Content: Compound Vs Mixture
|Basis for Comparison||Compound||Mixture|
|Meaning||Compound refers to a substance formed by combining two or more elements chemically.||Mixture implies the intermingling of two or more substances into one physically.|
|Nature||Homogeneous||Homogeneous or Heterogeneous|
|Properties||Constituents lose their original property.||Constituents keep their original property.|
|New substance||New substance is formed.||No new substance is formed.|
|Separation||By chemical or electro-chemical methods.||By physical methods.|
|Melting and boiling point||Defined||Not defined|
Definition of Compound
Compound means a substance formed as a blend of various elements chemically in a certain proportion, by weight. It is entirely new substance, which possesses properties different from that of its constituent substances. For example – Water, salt, carbon dioxide, sodium chloride, etc.
The compound is the unification of various elements so that the atoms present in the elements are clasped together by the chemical bond, which cannot be easily split. Bonds are created out of sharing of electrons among atoms. So, there are different types of bonds:
- Covalent bond: A chemical bond in which exchange of a pair of electrons between atoms takes place, is known as a molecular bond or covalent bond.
- Ionic bond: A chemical bond, wherein whole sole transmission of valence electrons between atoms takes place is called the ionic bond.
- Metallic bond: Bond occurring as a result of electrostatic attraction between metallic ions and conduction electrons.
Definition of Mixture
When two or more substances are put together, in any ratio such that no chemical reaction takes place, the material comes out, is a mixture. For example – Sand and water, sugar and salt, air, etc.
In a mixture, the properties of the components are retained even after they are mixed, as a solution, suspension and colloids. The combination should be capable of being separated back to normal through physical means. These are made up of a diverse range of molecules which are arranged in two ways:
- Homogeneous mixture: A uniform mixture, wherein the constituents cannot be distinguished easily by way of simple observation.
- Heterogeneous mixture: A mixture in which ingredients are of difference shape, size or state and are easily distinguished through simple observation.
Key Differences Compound and Mixture
The difference between compound and mixture can be drawn clearly on the following grounds:
- The compound is used to mean a substance, created by combining two or more than two substances chemically in a certain ratio by weight. The mixture is described as a substance formed as a result of intermingling two or more substances into one, physically.
- Compounds are always homogeneous, whereas mixtures can be homogeneous or heterogeneous.
- In a compound, the ingredients are present in a definite proportion. On the contrary, the constituents are present in a variable proportion in a mixture.
- The compound is a pure substance, which contains only one kind of molecule. As against this, a mixture is an impure substance which contains various types of molecules.

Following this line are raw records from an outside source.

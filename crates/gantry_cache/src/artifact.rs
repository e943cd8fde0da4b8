//! Per-declaration artifact storage.
//!
//! Every declaration gets one JSON file, `<Name>.json`, in the artifacts
//! directory. Artifacts use camelCase keys because downstream tooling
//! consumes them as-is. The store only ever rewrites artifacts belonging to
//! recompiled files; everything else keeps its bytes and its mtime, which is
//! the observable contract incremental compilation is judged by.

use std::path::{Path, PathBuf};
use std::time::{SystemTime, UNIX_EPOCH};

use serde::{Deserialize, Serialize};

use crate::error::CacheError;

/// Compiled output for a single declaration.
#[derive(Debug, Clone, Serialize, Deserialize)]
#[serde(rename_all = "camelCase")]
pub struct Artifact {
    /// Declaration name; also the artifact's file stem.
    pub contract_name: String,

    /// Project-relative path of the defining source file.
    pub source_path: PathBuf,

    /// Compiled bytecode, hex-encoded.
    pub bytecode: String,

    /// The declaration's external interface as reported by the compiler.
    pub interface: serde_json::Value,

    /// Version string of the compiler that produced this artifact.
    pub compiler_version: String,

    /// Milliseconds since the Unix epoch at which this artifact was written.
    pub updated_at: u64,
}

/// Current wall-clock time in milliseconds since the Unix epoch.
pub fn unix_millis_now() -> u64 {
    SystemTime::now()
        .duration_since(UNIX_EPOCH)
        .map(|d| d.as_millis() as u64)
        .unwrap_or_default()
}

/// Store for per-declaration artifact files.
pub struct ArtifactStore {
    artifacts_dir: PathBuf,
}

impl ArtifactStore {
    /// Creates a store rooted at the given artifacts directory.
    pub fn new(artifacts_dir: &Path) -> Self {
        Self {
            artifacts_dir: artifacts_dir.to_path_buf(),
        }
    }

    /// Returns the file path for a declaration's artifact.
    pub fn path_for(&self, name: &str) -> PathBuf {
        self.artifacts_dir.join(format!("{name}.json"))
    }

    /// Writes an artifact, creating the directory if needed.
    ///
    /// The JSON is written next to its final name and renamed into place, so
    /// readers never observe a half-written artifact.
    pub fn write(&self, artifact: &Artifact) -> Result<(), CacheError> {
        std::fs::create_dir_all(&self.artifacts_dir).map_err(|e| CacheError::Io {
            path: self.artifacts_dir.clone(),
            source: e,
        })?;
        let json =
            serde_json::to_string_pretty(artifact).map_err(|e| CacheError::Serialization {
                reason: e.to_string(),
            })?;
        let path = self.path_for(&artifact.contract_name);
        let tmp = self.artifacts_dir.join(format!(
            "{}.json.tmp",
            artifact.contract_name
        ));
        std::fs::write(&tmp, json).map_err(|e| CacheError::Io {
            path: tmp.clone(),
            source: e,
        })?;
        std::fs::rename(&tmp, &path).map_err(|e| CacheError::Io { path, source: e })
    }

    /// Reads an artifact by declaration name.
    ///
    /// Fail-safe: a missing or unparseable artifact is `None`, which callers
    /// treat as "needs recompilation".
    pub fn read(&self, name: &str) -> Option<Artifact> {
        let content = std::fs::read_to_string(self.path_for(name)).ok()?;
        serde_json::from_str(&content).ok()
    }

    /// Removes an artifact by declaration name. Missing files are fine;
    /// removal is idempotent.
    pub fn remove(&self, name: &str) -> Result<(), CacheError> {
        let path = self.path_for(name);
        match std::fs::remove_file(&path) {
            Ok(()) => Ok(()),
            Err(e) if e.kind() == std::io::ErrorKind::NotFound => Ok(()),
            Err(e) => Err(CacheError::Io { path, source: e }),
        }
    }

    /// Lists the declaration names with an artifact on disk, sorted.
    pub fn list(&self) -> Result<Vec<String>, CacheError> {
        if !self.artifacts_dir.exists() {
            return Ok(Vec::new());
        }
        let entries = std::fs::read_dir(&self.artifacts_dir).map_err(|e| CacheError::Io {
            path: self.artifacts_dir.clone(),
            source: e,
        })?;
        let mut names = Vec::new();
        for entry in entries {
            let entry = entry.map_err(|e| CacheError::Io {
                path: self.artifacts_dir.clone(),
                source: e,
            })?;
            let path = entry.path();
            if path.extension().and_then(|e| e.to_str()) != Some("json") {
                continue;
            }
            if let Some(stem) = path.file_stem().and_then(|s| s.to_str()) {
                if stem != "manifest" {
                    names.push(stem.to_string());
                }
            }
        }
        names.sort();
        Ok(names)
    }

    /// Removes artifacts whose declaration is no longer live.
    ///
    /// Returns the number of files removed. The manifest is never touched.
    pub fn gc(&self, live: &[&str]) -> Result<usize, CacheError> {
        let mut removed = 0;
        for name in self.list()? {
            if !live.contains(&name.as_str()) {
                self.remove(&name)?;
                removed += 1;
            }
        }
        Ok(removed)
    }
}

- The properties of a compound are identical to the properties of its ingredients. Unlike mixture, wherein the properties of ingredients and the mixture are same.
- The compound, results in the making of the new substance, while mixture does not lead to the creation of new substance.
- The constituents of a compound can be separated only by chemical or electro-chemical reactions. Conversely, the components of the mixture can be bifurcated by physical methods.
- Compounds are boiled or melted at a definite temperature. On the other hand, mixtures, do not have a fixed melting and boiling point.
To sum up, we can say that compound is an element, which combines two substances that give birth to a new substance, having different attributes. On the flip side, the mixture is nothing but a simple amalgamation of two substances, in which the substances possess their individual attributes.